Saturday, August 27, 2011

Dawn


"The time at which the sun is 18 degrees below the horizon in the morning!"
by Charlie Leck

I was out early this morning, before sunrise, driving toward the east, in the open countryside.

It was dawn, that moment of twilight before the sun rises in the eastern sky. Darkness, which was just about to be wiped away by the illumination that was filtering up from beneath the horizon, was lingering and trying to hold on. The scientists say that this is “the moment after which the sky is no longer completely dark, formerly defined as the time at which the sun is 18 degrees below the horizon in the morning.”

At that incredible moment, which lasts only a matter of seconds, the earth and the heavens are so dramatically visible. In awe, I pulled to the side of the road, stopped the car, opened my window and shut down the engine.
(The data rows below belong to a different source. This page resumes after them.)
//! ocp - command-line interface for reconciling OCP clusters and node pools.

mod commands;
mod manifest;
mod state;

use anyhow::Result;
use clap::{Parser, Subcommand};
use ocp_reconciler::observability::{LogFormat, TracingConfig, init_tracing};
use std::path::PathBuf;
use tokio_util::sync::CancellationToken;

/// Default location of the state file.
const DEFAULT_STATE: &str = "ocp-state.json";

/// ocp - Declarative management of OCP Kubernetes clusters.
#[derive(Parser)]
#[command(name = "ocp")]
#[command(author, version, about, long_about = None)]
struct Cli {
    /// Increase verbosity (-v, -vv, -vvv)
    #[arg(short, long, action = clap::ArgAction::Count)]
    verbose: u8,

    #[command(subcommand)]
    command: Commands,
}

#[derive(Subcommand)]
enum Commands {
    /// Create, update or delete resources to match a manifest
    Apply {
        /// Path to the manifest YAML file
        #[arg(short, long)]
        file: PathBuf,

        /// Path to the state file
        #[arg(short, long, default_value = DEFAULT_STATE)]
        state: PathBuf,
    },

    /// Show what apply would change, without calling the backend
    Plan {
        /// Path to the manifest YAML file
        #[arg(short, long)]
        file: PathBuf,

        /// Path to the state file
        #[arg(short, long, default_value = DEFAULT_STATE)]
        state: PathBuf,
    },

    /// Re-read tracked resources and update the state file
    Refresh {
        /// Path to the state file
        #[arg(short, long, default_value = DEFAULT_STATE)]
        state: PathBuf,
    },

    /// Delete every tracked resource
    Destroy {
        /// Path to the state file
        #[arg(short, long, default_value = DEFAULT_STATE)]
        state: PathBuf,

        /// Skip the confirmation and delete
        #[arg(long)]
        yes: bool,
    },

    /// Backend operation commands
    Operation {
        #[command(subcommand)]
        action: OperationAction,
    },

    /// List what the backend offers
    Catalog {
        #[command(subcommand)]
        action: CatalogAction,
    },

    /// Show version information
    Version,
}

#[derive(Subcommand)]
enum OperationAction {
    /// Wait for an operation to finish
    Wait {
        /// Operation ID
        id: String,

        /// Give up after this many seconds
        #[arg(short, long, default_value = "3600")]
        timeout: u64,
    },
}

#[derive(Subcommand)]
enum CatalogAction {
    /// List instance flavors
    Flavors {
        /// Only flavors whose name contains this text
        #[arg(short, long)]
        name: Option<String>,
    },

    /// List supported Kubernetes versions
    Versions,

    /// List networking options
    Networking,

    /// List installable addons
    Addons {
        /// Only addons whose name contains this text
        #[arg(short, long)]
        name: Option<String>,
    },
}

fn setup_logging(verbosity: u8) -> Result<()> {
    let filter = match verbosity {
        0 => "warn",
        1 => "info",
        2 => "debug",
        _ => "trace",
    };

    // Check for explicit log format override, otherwise auto-detect
    let log_format = std::env::var("OCP_LOG_FORMAT")
        .ok()
        .and_then(|s| s.parse::<LogFormat>().ok())
        .unwrap_or_else(|| {
            if std::io::IsTerminal::is_terminal(&std::io::stderr()) {
                LogFormat::Pretty
            } else {
                LogFormat::Compact
            }
        });

    // Build config, respecting OCP_LOG_LEVEL / RUST_LOG if set
    let log_filter = std::env::var("OCP_LOG_LEVEL")
        .or_else(|_| std::env::var("RUST_LOG"))
        .unwrap_or_else(|_| filter.to_string());

    let config = TracingConfig::builder()
        .log_format(log_format)
        .log_filter(log_filter)
        .build();

    init_tracing(&config)
}

/// Token cancelled on Ctrl-C, so operation waits stop cleanly.
fn interrupt_token() -> CancellationToken {
    let cancel = CancellationToken::new();
    let trigger = cancel.clone();
    tokio::spawn(async move {
        if tokio::signal::ctrl_c().await.is_ok() {
            tracing::warn!("Interrupted, no longer waiting for backend operations");
            trigger.cancel();
        }
    });
    cancel
}

#[tokio::main]
async fn main() -> Result<()> {
    let cli = Cli::parse();
    setup_logging(cli.verbose)?;
    let cancel = interrupt_token();

    match cli.command {
        Commands::Apply { file, state } => commands::apply::run(&file, &state, cancel).await,
        Commands::Plan { file, state } => commands::plan::run(&file, &state),
        Commands::Refresh { state } => commands::refresh::run(&state, cancel).await,
        Commands::Destroy { state, yes } => commands::destroy::run(&state, yes, cancel).await,
        Commands::Operation { action } => match action {
            OperationAction::Wait { id, timeout } => {
                commands::operation::wait(&id, timeout, cancel).await
            }
        },
        Commands::Catalog { action } => match action {
            CatalogAction::Flavors { name } => commands::catalog::flavors(name.as_deref()).await,
            CatalogAction::Versions => commands::catalog::versions().await,
            CatalogAction::Networking => commands::catalog::networking().await,
            CatalogAction::Addons { name } => commands::catalog::addons(name.as_deref()).await,
        },
        Commands::Version => commands::version::run(),
    }
}
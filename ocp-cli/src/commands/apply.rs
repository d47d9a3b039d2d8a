//! Apply command - reconcile the backend with a manifest.

use super::{Action, Summary};
use crate::manifest::Manifest;
use crate::state::StateFile;
use anyhow::Result;
use ocp_core::{ClusterState, NodePoolState, ResourceApi, same_name};
use ocp_reconciler::Reconciler;
use std::path::Path;
use tokio_util::sync::CancellationToken;

/// Run the apply command.
pub async fn run(file: &Path, state_path: &Path, cancel: CancellationToken) -> Result<()> {
    let manifest = Manifest::load(file)?;
    let mut state = StateFile::load(state_path)?;
    let reconciler = super::connect(cancel)?;

    tracing::info!(
        manifest = %file.display(),
        state = %state_path.display(),
        "Applying manifest"
    );

    let summary = apply(&reconciler, &manifest, &mut state, state_path).await?;

    println!("Apply complete:");
    println!("{summary}");
    Ok(())
}

pub(crate) fn cluster_label(cluster: &ClusterState) -> String {
    format!("cluster {} ({})", cluster.cluster_name, cluster.id)
}

pub(crate) fn node_pool_label(pool: &NodePoolState) -> String {
    match &pool.id {
        Some(id) => format!("node pool {} ({})", pool.name, id),
        None => format!("node pool {}", pool.name),
    }
}

/// Bring the backend in line with `manifest`, saving `state` after every change.
///
/// Order: undeclared standalone pools are deleted, then the cluster is
/// created, updated or deleted, then declared standalone pools follow.
pub async fn apply<A: ResourceApi>(
    reconciler: &Reconciler<A>,
    manifest: &Manifest,
    state: &mut StateFile,
    state_path: &Path,
) -> Result<Summary> {
    let mut summary = Summary::default();

    let undeclared: Vec<NodePoolState> = state
        .node_pools
        .iter()
        .filter(|pool| {
            !manifest
                .node_pools
                .iter()
                .any(|spec| same_name(&spec.name, &pool.name))
        })
        .cloned()
        .collect();
    for pool in undeclared {
        delete_node_pool(reconciler, &pool).await?;
        state.remove_node_pool(&pool.name);
        state.save(state_path)?;
        summary.push(Action::Delete, node_pool_label(&pool));
    }

    match (&manifest.cluster, state.cluster.clone()) {
        (Some(spec), None) => {
            let created = reconciler.create_cluster(spec).await?;
            summary.push(Action::Create, cluster_label(&created));
            state.cluster = Some(created);
            state.save(state_path)?;
        }
        (Some(spec), Some(previous)) => match reconciler.read_cluster(&previous).await? {
            Some(current) => {
                let updated = reconciler.update_cluster(&current, spec).await?;
                let action = if updated == previous {
                    Action::Unchanged
                } else {
                    Action::Update
                };
                summary.push(action, cluster_label(&updated));
                if action == Action::Update {
                    state.cluster = Some(updated);
                    state.save(state_path)?;
                }
            }
            None => {
                tracing::warn!(
                    cluster_id = %previous.id,
                    "Tracked cluster is gone, creating it again"
                );
                let created = reconciler.create_cluster(spec).await?;
                summary.push(Action::Create, cluster_label(&created));
                state.cluster = Some(created);
                state.save(state_path)?;
            }
        },
        (None, Some(previous)) => {
            delete_cluster(reconciler, &previous).await?;
            state.cluster = None;
            state.save(state_path)?;
            summary.push(Action::Delete, cluster_label(&previous));
        }
        (None, None) => {}
    }

    let cluster_id = state.cluster.as_ref().map(|cluster| cluster.id.clone());
    for spec in manifest.resolved_node_pools(cluster_id.as_ref())? {
        let current = match state.node_pool(&spec.name).cloned() {
            Some(previous) => reconciler.read_node_pool(&previous).await?,
            None => None,
        };

        match current {
            Some(current) => {
                let updated = reconciler.update_node_pool(&current, &spec).await?;
                if Some(&updated) == state.node_pool(&spec.name) {
                    summary.push(Action::Unchanged, node_pool_label(&updated));
                } else {
                    summary.push(Action::Update, node_pool_label(&updated));
                    state.put_node_pool(updated);
                    state.save(state_path)?;
                }
            }
            None => {
                let created = reconciler.create_node_pool(&spec).await?;
                summary.push(Action::Create, node_pool_label(&created));
                state.put_node_pool(created);
                state.save(state_path)?;
            }
        }
    }

    Ok(summary)
}

/// Delete a cluster; one that is already gone counts as deleted.
pub(crate) async fn delete_cluster<A: ResourceApi>(
    reconciler: &Reconciler<A>,
    cluster: &ClusterState,
) -> Result<()> {
    match reconciler.delete_cluster(cluster).await {
        Err(err) if err.is_not_found() => {
            tracing::warn!(cluster_id = %cluster.id, "Cluster was already deleted");
            Ok(())
        }
        result => Ok(result?),
    }
}

/// Delete a node pool; one that is already gone counts as deleted.
pub(crate) async fn delete_node_pool<A: ResourceApi>(
    reconciler: &Reconciler<A>,
    pool: &NodePoolState,
) -> Result<()> {
    match reconciler.delete_node_pool(pool).await {
        Err(err) if err.is_not_found() => {
            tracing::warn!(node_pool = %pool.name, "Node pool was already deleted");
            Ok(())
        }
        result => Ok(result?),
    }
}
The grandness and splendor of all the cosmos was so delicately visible out over the farm fields, meadowlands and wetlands. Forever and ever the heavens extended over and beyond me and my soul trembled as it realized it is so infinitesimally slight when measured against the fullness of things. I was dramatically and perfectly alert and I examined carefully the sharp detail of heaven and earth.

Perhaps, I thought, I was staring into the face of God – the divine is! I could see all that depth that goes so, so far beyond our own existence and reality.

It is peaceful and calming to accept one’s smallness – tininess – almost nothingness – before the grandeur of the heavens – before the almighty God that “created the heavens and the earth.”

And then the sun rose! The momentary glimpse of God was hidden by the blinding light of the day’s arrival.

“And God said, ‘Let there be light,’ and there was light. And God saw that the light was good; and God separated the light from the darkness… And there was evening and there was morning, one day.”